ACTIVITY: Go through the data and copy each line where the string "starts" appears.

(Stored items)

===============

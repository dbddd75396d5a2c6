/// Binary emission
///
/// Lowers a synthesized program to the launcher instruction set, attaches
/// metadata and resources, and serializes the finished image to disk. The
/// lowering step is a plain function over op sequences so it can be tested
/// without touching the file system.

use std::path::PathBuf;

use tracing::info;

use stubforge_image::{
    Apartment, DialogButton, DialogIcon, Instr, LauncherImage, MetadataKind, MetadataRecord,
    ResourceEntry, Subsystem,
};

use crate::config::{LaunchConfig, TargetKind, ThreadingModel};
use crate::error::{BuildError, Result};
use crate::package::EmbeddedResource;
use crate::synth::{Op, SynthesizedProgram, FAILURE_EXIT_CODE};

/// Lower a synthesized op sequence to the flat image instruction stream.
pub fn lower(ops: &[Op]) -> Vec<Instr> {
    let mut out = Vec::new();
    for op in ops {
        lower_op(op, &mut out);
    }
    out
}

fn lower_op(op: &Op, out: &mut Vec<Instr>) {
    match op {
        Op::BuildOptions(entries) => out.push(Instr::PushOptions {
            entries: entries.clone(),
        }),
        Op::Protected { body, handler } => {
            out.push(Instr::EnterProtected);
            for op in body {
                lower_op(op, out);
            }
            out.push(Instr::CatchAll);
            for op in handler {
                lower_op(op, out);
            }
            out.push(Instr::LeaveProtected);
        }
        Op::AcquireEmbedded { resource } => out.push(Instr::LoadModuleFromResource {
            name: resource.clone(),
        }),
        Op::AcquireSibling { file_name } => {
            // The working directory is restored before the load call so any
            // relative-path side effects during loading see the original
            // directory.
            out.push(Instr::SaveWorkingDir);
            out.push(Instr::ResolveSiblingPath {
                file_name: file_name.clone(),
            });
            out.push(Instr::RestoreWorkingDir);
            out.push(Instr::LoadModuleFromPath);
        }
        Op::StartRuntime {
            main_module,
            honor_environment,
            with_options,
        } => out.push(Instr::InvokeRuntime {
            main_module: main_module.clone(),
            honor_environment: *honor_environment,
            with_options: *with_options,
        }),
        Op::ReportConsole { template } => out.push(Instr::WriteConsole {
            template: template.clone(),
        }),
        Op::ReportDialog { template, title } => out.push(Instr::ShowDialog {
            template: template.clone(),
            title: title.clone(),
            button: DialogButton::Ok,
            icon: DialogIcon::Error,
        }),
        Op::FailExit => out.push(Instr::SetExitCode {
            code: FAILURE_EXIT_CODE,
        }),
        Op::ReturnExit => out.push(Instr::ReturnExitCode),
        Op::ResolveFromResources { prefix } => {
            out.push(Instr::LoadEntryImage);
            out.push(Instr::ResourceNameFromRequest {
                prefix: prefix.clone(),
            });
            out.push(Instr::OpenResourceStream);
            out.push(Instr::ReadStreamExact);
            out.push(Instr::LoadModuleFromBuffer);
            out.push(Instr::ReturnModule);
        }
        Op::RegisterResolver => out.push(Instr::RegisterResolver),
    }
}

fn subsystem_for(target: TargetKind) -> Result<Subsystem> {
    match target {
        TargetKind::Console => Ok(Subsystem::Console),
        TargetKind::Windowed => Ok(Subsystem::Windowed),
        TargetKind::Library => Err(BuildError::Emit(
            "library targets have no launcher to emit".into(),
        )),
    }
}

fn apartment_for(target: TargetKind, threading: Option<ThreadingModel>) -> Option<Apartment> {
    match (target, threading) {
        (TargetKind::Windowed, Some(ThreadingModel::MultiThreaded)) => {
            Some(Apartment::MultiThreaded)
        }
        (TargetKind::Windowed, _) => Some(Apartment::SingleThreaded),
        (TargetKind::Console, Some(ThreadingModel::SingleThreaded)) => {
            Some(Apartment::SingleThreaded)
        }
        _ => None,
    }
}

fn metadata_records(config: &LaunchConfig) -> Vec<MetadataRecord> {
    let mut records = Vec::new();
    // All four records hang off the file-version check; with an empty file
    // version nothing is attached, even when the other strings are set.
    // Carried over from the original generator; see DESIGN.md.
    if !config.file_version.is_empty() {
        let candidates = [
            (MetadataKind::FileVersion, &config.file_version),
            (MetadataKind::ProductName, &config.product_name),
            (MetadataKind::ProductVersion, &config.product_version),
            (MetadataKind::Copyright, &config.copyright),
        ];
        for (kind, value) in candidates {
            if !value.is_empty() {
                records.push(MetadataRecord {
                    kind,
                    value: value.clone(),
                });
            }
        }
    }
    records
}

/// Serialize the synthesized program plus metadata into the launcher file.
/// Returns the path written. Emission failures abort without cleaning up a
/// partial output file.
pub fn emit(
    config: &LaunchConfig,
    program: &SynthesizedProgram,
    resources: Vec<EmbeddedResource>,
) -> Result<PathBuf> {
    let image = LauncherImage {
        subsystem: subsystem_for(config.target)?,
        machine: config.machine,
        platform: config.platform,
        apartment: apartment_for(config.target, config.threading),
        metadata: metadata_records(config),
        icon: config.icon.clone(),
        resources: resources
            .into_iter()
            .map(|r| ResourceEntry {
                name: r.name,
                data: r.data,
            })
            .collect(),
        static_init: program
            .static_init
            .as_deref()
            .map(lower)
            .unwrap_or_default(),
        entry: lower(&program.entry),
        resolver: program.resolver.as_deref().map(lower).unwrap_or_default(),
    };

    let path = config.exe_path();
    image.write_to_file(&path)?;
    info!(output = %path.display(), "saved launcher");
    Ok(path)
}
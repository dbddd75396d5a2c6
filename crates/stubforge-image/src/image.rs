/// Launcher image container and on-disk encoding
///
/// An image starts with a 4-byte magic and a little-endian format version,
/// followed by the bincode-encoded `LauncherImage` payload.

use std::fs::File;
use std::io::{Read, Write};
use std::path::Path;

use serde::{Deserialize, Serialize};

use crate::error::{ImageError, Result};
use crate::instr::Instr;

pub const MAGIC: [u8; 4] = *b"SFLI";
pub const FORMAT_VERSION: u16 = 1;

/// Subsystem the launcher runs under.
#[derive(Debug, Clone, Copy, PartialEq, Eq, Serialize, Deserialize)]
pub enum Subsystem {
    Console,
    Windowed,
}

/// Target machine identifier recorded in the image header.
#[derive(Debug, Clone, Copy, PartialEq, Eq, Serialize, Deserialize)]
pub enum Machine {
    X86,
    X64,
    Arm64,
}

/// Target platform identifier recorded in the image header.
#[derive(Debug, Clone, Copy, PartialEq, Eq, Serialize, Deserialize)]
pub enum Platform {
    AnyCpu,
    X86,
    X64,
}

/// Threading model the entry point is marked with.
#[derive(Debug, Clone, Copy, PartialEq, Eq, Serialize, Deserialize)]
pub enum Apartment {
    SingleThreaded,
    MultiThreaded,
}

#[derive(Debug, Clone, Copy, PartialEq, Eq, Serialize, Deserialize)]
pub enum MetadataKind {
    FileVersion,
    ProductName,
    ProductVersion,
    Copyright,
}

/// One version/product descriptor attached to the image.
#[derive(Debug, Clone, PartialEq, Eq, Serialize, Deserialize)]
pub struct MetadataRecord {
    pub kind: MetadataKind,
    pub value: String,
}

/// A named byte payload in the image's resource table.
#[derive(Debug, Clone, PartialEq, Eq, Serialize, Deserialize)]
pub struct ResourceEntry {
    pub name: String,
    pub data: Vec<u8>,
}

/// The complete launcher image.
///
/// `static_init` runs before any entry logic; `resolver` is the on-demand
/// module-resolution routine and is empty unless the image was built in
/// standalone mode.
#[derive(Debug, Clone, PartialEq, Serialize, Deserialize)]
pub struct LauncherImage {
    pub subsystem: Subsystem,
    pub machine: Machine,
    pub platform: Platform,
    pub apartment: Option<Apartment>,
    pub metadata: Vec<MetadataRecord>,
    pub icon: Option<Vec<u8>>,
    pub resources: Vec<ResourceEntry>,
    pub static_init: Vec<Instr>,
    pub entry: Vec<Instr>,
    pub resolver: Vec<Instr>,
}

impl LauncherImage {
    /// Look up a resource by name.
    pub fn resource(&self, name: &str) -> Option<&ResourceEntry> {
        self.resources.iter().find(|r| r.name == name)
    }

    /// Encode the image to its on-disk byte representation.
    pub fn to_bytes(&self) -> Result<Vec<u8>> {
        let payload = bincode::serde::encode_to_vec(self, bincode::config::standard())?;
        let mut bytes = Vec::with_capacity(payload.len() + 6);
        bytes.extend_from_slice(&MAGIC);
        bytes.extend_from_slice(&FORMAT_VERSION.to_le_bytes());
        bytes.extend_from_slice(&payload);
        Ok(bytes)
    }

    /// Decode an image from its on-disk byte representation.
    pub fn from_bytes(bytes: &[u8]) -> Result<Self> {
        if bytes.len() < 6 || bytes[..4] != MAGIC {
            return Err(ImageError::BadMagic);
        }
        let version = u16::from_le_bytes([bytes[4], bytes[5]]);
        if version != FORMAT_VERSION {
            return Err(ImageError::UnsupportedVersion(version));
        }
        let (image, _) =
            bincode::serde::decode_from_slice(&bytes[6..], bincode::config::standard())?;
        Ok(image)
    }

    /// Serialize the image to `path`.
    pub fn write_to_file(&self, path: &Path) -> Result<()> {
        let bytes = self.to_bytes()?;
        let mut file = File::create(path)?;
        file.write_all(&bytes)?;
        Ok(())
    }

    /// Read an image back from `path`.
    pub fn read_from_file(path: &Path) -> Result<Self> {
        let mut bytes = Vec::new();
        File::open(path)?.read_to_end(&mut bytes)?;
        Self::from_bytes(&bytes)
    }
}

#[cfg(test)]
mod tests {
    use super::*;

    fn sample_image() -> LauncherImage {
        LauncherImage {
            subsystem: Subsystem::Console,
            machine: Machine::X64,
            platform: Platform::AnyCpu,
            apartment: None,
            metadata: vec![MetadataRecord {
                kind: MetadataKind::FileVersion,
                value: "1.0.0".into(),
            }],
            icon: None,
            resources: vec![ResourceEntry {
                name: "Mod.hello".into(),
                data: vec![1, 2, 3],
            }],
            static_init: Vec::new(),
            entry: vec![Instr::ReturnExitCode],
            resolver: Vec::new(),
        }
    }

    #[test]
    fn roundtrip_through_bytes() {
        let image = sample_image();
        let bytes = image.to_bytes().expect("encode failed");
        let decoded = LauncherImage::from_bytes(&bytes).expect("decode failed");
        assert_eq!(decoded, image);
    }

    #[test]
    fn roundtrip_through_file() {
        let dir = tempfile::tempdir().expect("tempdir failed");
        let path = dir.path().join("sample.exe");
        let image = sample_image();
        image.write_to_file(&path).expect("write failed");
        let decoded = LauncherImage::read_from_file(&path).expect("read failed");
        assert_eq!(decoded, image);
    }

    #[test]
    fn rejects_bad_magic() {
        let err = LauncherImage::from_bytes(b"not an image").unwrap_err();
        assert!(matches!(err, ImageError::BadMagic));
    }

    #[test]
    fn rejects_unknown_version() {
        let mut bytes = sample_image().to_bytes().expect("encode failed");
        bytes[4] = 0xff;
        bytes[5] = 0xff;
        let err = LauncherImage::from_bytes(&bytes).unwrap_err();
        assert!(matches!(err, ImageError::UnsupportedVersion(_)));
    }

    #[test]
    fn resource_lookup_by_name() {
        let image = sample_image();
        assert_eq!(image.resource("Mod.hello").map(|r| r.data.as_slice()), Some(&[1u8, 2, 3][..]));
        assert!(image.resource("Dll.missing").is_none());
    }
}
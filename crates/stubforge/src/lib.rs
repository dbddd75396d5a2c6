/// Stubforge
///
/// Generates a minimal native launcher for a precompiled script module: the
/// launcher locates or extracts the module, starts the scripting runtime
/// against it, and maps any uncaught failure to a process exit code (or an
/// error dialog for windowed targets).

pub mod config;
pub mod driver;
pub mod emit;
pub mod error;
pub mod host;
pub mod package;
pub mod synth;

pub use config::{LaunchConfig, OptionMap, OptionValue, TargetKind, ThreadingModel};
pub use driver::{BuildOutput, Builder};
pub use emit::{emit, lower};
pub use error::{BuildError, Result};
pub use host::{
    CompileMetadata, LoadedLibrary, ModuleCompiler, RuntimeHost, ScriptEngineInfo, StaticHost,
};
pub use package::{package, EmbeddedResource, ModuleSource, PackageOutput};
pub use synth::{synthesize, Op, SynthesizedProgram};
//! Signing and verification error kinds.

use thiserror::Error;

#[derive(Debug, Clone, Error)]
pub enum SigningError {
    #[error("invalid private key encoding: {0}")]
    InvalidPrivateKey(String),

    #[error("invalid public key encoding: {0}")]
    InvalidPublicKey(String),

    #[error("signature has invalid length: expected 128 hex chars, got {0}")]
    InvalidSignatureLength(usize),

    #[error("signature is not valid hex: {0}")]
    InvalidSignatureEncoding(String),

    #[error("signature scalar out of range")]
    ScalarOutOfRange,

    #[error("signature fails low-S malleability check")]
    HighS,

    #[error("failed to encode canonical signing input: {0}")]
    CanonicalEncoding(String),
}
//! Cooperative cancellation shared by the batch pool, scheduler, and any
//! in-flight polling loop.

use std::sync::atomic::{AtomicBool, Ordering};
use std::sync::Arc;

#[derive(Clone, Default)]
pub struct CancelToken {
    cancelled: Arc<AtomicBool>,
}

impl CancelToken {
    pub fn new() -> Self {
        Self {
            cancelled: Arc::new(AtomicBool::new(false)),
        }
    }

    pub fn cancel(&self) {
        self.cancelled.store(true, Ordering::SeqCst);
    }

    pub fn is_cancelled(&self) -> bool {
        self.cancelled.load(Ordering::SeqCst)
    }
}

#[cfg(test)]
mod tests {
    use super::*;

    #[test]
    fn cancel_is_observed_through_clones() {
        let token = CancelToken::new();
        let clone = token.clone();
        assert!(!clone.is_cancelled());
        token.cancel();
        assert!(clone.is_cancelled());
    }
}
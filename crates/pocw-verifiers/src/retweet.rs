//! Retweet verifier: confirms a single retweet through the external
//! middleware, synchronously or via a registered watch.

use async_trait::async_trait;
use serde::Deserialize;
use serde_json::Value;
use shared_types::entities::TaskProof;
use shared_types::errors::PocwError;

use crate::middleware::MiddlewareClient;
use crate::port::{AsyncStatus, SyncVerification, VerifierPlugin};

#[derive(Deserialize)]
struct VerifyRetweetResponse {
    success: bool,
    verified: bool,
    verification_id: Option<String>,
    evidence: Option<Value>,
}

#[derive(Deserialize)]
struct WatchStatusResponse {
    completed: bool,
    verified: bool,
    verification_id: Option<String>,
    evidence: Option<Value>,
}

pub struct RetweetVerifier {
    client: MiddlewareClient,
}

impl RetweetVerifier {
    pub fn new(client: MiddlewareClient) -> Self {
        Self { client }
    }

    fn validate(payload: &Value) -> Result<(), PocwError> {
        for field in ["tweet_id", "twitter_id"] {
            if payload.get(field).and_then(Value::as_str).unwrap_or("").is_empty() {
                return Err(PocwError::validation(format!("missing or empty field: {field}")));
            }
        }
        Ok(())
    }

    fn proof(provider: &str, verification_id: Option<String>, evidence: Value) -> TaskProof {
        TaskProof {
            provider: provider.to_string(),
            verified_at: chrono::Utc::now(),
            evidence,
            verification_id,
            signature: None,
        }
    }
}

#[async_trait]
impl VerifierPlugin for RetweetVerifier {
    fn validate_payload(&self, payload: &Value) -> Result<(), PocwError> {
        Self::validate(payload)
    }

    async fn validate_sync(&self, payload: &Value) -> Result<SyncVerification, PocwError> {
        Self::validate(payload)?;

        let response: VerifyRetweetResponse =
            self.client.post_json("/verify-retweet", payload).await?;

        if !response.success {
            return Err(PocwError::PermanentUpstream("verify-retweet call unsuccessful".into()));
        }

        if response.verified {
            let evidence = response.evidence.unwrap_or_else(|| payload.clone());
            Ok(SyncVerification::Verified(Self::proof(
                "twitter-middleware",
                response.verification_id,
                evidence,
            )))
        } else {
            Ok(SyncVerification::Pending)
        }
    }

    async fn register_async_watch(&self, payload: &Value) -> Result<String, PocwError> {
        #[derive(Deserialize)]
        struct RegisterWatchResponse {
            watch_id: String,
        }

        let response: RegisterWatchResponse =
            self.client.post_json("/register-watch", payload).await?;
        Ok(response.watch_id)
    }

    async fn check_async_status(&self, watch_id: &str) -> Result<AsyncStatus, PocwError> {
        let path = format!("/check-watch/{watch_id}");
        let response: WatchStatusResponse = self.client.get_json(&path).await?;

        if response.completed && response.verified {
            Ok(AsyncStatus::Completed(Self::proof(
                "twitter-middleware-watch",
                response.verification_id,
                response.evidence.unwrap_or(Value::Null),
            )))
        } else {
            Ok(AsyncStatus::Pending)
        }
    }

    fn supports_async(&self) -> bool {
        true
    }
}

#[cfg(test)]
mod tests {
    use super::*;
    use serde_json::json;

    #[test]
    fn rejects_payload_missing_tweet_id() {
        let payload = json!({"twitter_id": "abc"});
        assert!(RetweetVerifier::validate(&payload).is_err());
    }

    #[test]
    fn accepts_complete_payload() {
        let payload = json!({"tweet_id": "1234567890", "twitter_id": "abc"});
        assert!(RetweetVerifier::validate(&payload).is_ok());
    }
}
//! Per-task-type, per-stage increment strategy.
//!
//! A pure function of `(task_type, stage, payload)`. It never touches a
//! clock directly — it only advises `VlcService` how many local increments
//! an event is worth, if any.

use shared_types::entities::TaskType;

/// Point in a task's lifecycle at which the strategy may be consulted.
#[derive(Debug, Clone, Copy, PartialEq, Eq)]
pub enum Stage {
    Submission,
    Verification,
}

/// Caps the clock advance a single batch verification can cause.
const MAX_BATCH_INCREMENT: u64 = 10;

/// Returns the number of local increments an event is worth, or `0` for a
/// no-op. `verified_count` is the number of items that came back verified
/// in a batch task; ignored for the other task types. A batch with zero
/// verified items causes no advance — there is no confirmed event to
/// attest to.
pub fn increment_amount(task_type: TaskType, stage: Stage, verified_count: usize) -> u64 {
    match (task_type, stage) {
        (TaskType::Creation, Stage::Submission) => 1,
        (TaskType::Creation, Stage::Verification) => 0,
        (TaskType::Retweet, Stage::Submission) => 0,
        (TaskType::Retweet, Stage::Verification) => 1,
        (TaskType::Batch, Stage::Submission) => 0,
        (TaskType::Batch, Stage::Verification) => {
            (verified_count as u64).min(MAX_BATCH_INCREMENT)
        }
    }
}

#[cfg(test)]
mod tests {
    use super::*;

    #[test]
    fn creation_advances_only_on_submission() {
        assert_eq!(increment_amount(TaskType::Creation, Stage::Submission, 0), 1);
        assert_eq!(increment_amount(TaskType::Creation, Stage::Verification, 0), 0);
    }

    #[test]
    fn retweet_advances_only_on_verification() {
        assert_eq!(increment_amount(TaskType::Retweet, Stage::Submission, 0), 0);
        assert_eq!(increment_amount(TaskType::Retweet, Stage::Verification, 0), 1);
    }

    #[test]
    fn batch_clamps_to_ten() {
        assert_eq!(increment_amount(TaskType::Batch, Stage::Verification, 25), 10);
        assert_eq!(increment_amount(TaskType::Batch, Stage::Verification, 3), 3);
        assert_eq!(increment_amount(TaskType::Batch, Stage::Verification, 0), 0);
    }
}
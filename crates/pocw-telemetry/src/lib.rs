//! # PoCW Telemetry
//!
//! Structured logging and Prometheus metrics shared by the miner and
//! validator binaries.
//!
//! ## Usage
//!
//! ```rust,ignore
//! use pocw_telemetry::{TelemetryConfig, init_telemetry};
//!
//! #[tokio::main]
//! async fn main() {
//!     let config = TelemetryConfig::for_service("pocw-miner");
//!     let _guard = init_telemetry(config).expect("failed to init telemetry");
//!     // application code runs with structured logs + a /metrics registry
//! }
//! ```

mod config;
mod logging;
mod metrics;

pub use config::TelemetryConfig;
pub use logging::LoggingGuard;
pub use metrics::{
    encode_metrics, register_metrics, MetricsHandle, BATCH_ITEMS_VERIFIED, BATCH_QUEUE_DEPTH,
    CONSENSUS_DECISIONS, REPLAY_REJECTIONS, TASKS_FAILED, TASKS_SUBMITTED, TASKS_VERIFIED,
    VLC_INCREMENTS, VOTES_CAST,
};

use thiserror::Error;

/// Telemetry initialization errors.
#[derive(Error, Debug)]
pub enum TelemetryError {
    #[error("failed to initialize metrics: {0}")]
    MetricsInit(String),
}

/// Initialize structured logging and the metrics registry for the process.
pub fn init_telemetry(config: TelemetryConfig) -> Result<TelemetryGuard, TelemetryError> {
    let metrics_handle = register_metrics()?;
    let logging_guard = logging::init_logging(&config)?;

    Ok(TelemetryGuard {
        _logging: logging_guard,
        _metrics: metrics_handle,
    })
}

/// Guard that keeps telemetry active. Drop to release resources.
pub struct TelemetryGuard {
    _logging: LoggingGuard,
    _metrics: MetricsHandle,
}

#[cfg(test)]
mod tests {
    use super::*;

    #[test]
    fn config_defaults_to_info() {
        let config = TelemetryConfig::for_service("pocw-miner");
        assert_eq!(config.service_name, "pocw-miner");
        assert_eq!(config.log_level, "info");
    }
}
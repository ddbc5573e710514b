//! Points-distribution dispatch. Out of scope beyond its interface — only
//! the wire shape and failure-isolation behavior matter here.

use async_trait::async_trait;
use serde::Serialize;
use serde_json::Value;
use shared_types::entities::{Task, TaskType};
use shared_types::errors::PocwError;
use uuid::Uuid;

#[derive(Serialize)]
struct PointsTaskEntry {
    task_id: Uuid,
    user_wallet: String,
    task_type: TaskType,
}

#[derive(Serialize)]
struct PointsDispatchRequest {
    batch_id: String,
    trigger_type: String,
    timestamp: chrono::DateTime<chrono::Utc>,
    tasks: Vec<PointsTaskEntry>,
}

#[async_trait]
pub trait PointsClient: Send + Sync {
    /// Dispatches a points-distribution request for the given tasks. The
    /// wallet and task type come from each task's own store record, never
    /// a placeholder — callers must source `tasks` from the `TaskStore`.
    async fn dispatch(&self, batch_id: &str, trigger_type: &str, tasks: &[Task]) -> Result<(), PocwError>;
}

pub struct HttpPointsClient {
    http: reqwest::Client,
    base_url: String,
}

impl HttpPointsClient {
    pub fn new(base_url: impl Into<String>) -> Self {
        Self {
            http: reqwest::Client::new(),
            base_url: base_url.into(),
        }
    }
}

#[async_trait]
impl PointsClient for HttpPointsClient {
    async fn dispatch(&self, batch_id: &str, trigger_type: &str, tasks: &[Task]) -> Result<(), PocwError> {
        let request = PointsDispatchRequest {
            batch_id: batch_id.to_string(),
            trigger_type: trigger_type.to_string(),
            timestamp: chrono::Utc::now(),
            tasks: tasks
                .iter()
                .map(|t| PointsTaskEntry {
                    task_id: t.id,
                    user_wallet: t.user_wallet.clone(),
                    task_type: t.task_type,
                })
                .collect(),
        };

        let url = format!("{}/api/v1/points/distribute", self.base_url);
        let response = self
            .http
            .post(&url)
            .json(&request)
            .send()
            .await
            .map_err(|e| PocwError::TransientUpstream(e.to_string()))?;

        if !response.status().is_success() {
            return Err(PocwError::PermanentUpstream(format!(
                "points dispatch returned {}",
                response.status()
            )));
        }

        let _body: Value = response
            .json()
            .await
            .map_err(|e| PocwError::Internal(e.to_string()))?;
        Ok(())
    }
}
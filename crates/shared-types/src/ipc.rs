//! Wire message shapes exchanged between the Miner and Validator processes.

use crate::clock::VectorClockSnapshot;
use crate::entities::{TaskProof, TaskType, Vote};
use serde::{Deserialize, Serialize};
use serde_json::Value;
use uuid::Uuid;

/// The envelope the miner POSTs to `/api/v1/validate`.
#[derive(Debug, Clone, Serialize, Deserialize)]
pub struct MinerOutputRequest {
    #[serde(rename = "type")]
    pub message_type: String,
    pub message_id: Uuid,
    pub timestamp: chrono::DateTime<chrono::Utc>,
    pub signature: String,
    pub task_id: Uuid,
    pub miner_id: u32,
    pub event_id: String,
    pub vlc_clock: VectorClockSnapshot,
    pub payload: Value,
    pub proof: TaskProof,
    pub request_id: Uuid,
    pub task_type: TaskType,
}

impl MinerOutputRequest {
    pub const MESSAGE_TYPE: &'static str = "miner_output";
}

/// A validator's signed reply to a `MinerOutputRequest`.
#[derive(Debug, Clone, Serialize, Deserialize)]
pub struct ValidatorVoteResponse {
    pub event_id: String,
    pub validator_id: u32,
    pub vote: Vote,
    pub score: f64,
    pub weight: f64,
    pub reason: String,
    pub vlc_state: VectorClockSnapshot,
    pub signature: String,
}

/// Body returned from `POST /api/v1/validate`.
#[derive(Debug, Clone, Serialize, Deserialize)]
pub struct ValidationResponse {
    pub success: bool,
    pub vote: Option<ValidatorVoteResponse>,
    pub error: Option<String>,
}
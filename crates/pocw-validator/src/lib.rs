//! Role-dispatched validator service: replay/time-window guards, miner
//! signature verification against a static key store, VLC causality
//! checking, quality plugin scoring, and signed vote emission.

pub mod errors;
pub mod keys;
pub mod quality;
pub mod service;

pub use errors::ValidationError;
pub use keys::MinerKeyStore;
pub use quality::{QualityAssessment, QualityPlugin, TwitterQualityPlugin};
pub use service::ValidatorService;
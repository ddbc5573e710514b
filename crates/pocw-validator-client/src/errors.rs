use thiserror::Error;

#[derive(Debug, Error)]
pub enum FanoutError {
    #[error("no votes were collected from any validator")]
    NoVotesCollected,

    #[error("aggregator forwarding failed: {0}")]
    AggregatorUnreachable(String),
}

===============

THE ANSWER:
/// An image starts with a 4-byte magic and a little-endian format version,
/// launcher locates or extracts the module, starts the scripting runtime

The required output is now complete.